Delta transformations in data jobs

For a stable and optimized data pipeline, we recommend executing delta transformations in your data jobs by leveraging _CELONIS_CHANGE_DATE. This approach is designed to substantially boost your data pipeline performance, enabling the seamless implementation of an end-to-end delta pipeline.

The benefits of executing delta transformations using _CELONIS_CHANGE_DATE compared to the former concept via staging tables include:

The ability to use the same approach across both data jobs and data pools.
No impact on the APC you're consuming, as the concept of staging tables is no longer used.
The approach is technology agnostic, meaning it works independently of the source system that you're extracting data from.

Before configuring and executing your delta transformations using this approach, you should understand how delta transformations work.

Understanding delta transformations

Delta transformations focus on updating only newly extracted or changed data instead of updating the entire data set. This approach is more efficient and performant, especially when dealing with large datasets.

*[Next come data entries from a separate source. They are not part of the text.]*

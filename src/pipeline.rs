//! One render pass: filter the loaded tables and aggregate them into the
//! view model both the TUI and the `report` command draw from.

use crate::aggregate::{
    self, SegmentCount, SegmentRevenue, StateCustomers, StateRevenue, SummaryMetrics,
};
use crate::data::{Dataset, DateBounds};
use crate::error::Error;
use crate::filter::{self, DateRange, SegmentSelection};
use chrono::NaiveDate;
use serde::Serialize;

/// User-chosen filter state; unset dates fall back to the data bounds
#[derive(Clone, Debug, Default, PartialEq)]
pub struct FilterParams {
    pub start: Option<NaiveDate>,
    pub end: Option<NaiveDate>,
    pub segments: SegmentSelection,
}

#[derive(Clone, Debug, Serialize)]
pub struct ViewModel {
    /// Range actually applied; `None` when there are no transactions
    pub range: Option<DateRange>,
    pub bounds: Option<DateBounds>,
    pub segments: SegmentSelection,
    pub warning: Option<String>,
    pub transactions_in_range: usize,
    pub summary: SummaryMetrics,
    pub segment_counts: Vec<SegmentCount>,
    pub segment_revenue: Vec<SegmentRevenue>,
    pub top_states_by_customers: Vec<StateCustomers>,
    pub top_states_by_revenue: Vec<StateRevenue>,
}

/// Resolve the requested dates against the data bounds.
///
/// A range that overlaps the data is clamped into the bounds. A range wholly
/// outside the data is kept as requested and selects no rows. An inverted
/// range is answered with the full range plus a warning for the user.
pub fn resolve_range(
    bounds: Option<DateBounds>,
    start: Option<NaiveDate>,
    end: Option<NaiveDate>,
) -> (Option<DateRange>, Option<String>) {
    let Some(bounds) = bounds else {
        return (None, None);
    };
    let full = DateRange {
        start: bounds.min,
        end: bounds.max,
    };

    let start = start.unwrap_or(bounds.min);
    let end = end.unwrap_or(bounds.max);
    match DateRange::new(start, end) {
        Ok(range) if range.end < bounds.min || range.start > bounds.max => {
            tracing::debug!(%start, %end, "date range outside the data");
            (Some(range), None)
        }
        Ok(_) => {
            let range = DateRange {
                start: bounds.clamp(start),
                end: bounds.clamp(end),
            };
            (Some(range), None)
        }
        Err(err @ Error::InvalidRange { .. }) => {
            tracing::warn!(%start, %end, "inverted date range, using full range");
            (Some(full), Some(format!("{err}; showing the full range")))
        }
        Err(err) => (Some(full), Some(err.to_string())),
    }
}

pub fn render(dataset: &Dataset, params: &FilterParams, top_n: usize) -> ViewModel {
    let (range, warning) = resolve_range(dataset.bounds, params.start, params.end);

    let transactions = match &range {
        Some(r) => filter::filter_in_range(&dataset.transactions, r),
        None => Vec::new(),
    };
    let customers = filter::filter_segments(&dataset.customers, &params.segments);

    tracing::debug!(
        transactions = transactions.len(),
        customers = customers.len(),
        segments = %params.segments.describe(),
        "render pass"
    );

    ViewModel {
        range,
        bounds: dataset.bounds,
        segments: params.segments.clone(),
        warning,
        transactions_in_range: transactions.len(),
        summary: aggregate::summary_metrics(&customers),
        segment_counts: aggregate::segment_counts(&customers),
        segment_revenue: aggregate::segment_revenue(&customers),
        top_states_by_customers: aggregate::top_states_by_customers(&transactions, top_n),
        top_states_by_revenue: aggregate::top_states_by_revenue(&transactions, top_n),
    }
}

#[cfg(test)]
mod tests {
    use super::*;

    fn date(s: &str) -> NaiveDate {
        NaiveDate::parse_from_str(s, "%Y-%m-%d").unwrap()
    }

    fn bounds() -> Option<DateBounds> {
        Some(DateBounds {
            min: date("2017-01-01"),
            max: date("2018-08-31"),
        })
    }

    #[test]
    fn test_unset_dates_use_bounds() {
        let (range, warning) = resolve_range(bounds(), None, None);
        let range = range.unwrap();
        assert_eq!(range.start, date("2017-01-01"));
        assert_eq!(range.end, date("2018-08-31"));
        assert!(warning.is_none());
    }

    #[test]
    fn test_dates_clamped_into_bounds() {
        let (range, warning) = resolve_range(bounds(), Some(date("2010-01-01")), Some(date("2030-01-01")));
        let range = range.unwrap();
        assert_eq!(range.start, date("2017-01-01"));
        assert_eq!(range.end, date("2018-08-31"));
        assert!(warning.is_none());
    }

    #[test]
    fn test_range_outside_data_selects_nothing() {
        let day = date("2030-01-01");
        let (range, warning) = resolve_range(bounds(), Some(day), Some(day));
        let range = range.unwrap();
        assert_eq!((range.start, range.end), (day, day));
        assert!(warning.is_none());

        let (range, _) = resolve_range(bounds(), Some(date("2010-01-01")), Some(date("2010-12-31")));
        assert_eq!(range.unwrap().end, date("2010-12-31"));
    }

    #[test]
    fn test_render_outside_data_is_empty() {
        use crate::config::DataPaths;
        use crate::data::{CustomerRfm, Dataset, Transaction};
        use chrono::NaiveDateTime;

        let dataset = Dataset::from_rows(
            DataPaths::default(),
            vec![Transaction {
                customer_id: "1".to_string(),
                customer_state: "SP".to_string(),
                purchased_at: NaiveDateTime::parse_from_str(
                    "2018-08-29 15:00:37",
                    "%Y-%m-%d %H:%M:%S",
                )
                .unwrap(),
                payment_value: 100.0,
            }],
            vec![CustomerRfm {
                customer_id: "1".to_string(),
                recency: 1.0,
                frequency: 1.0,
                monetary: 100.0,
                segment: "Champions".to_string(),
            }],
        );
        let day = date("2030-01-01");
        let params = FilterParams {
            start: Some(day),
            end: Some(day),
            segments: SegmentSelection::All,
        };
        let view = render(&dataset, &params, 10);

        assert_eq!(view.transactions_in_range, 0);
        assert!(view.top_states_by_customers.is_empty());
        assert!(view.top_states_by_revenue.is_empty());
        assert!(view.warning.is_none());
    }

    #[test]
    fn test_inverted_range_falls_back_with_warning() {
        let (range, warning) =
            resolve_range(bounds(), Some(date("2018-05-01")), Some(date("2018-02-01")));
        let range = range.unwrap();
        assert_eq!(range.start, date("2017-01-01"));
        assert_eq!(range.end, date("2018-08-31"));
        let warning = warning.unwrap();
        assert!(warning.contains("2018-05-01"), "{warning}");
    }

    #[test]
    fn test_no_bounds_no_range() {
        let (range, warning) = resolve_range(None, Some(date("2018-05-01")), None);
        assert!(range.is_none());
        assert!(warning.is_none());
    }
}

Although extractions typically operate in delta mode, incorporating only newly created or updated records from the source system into the Celonis Platform, transformations have traditionally been executed in full. This involves dropping and fully recreating tables containing manipulated data with each transformation run. For scenarios requiring low latency, this approach proves highly inefficient, resulting in long transformation times, particularly as data volume expands.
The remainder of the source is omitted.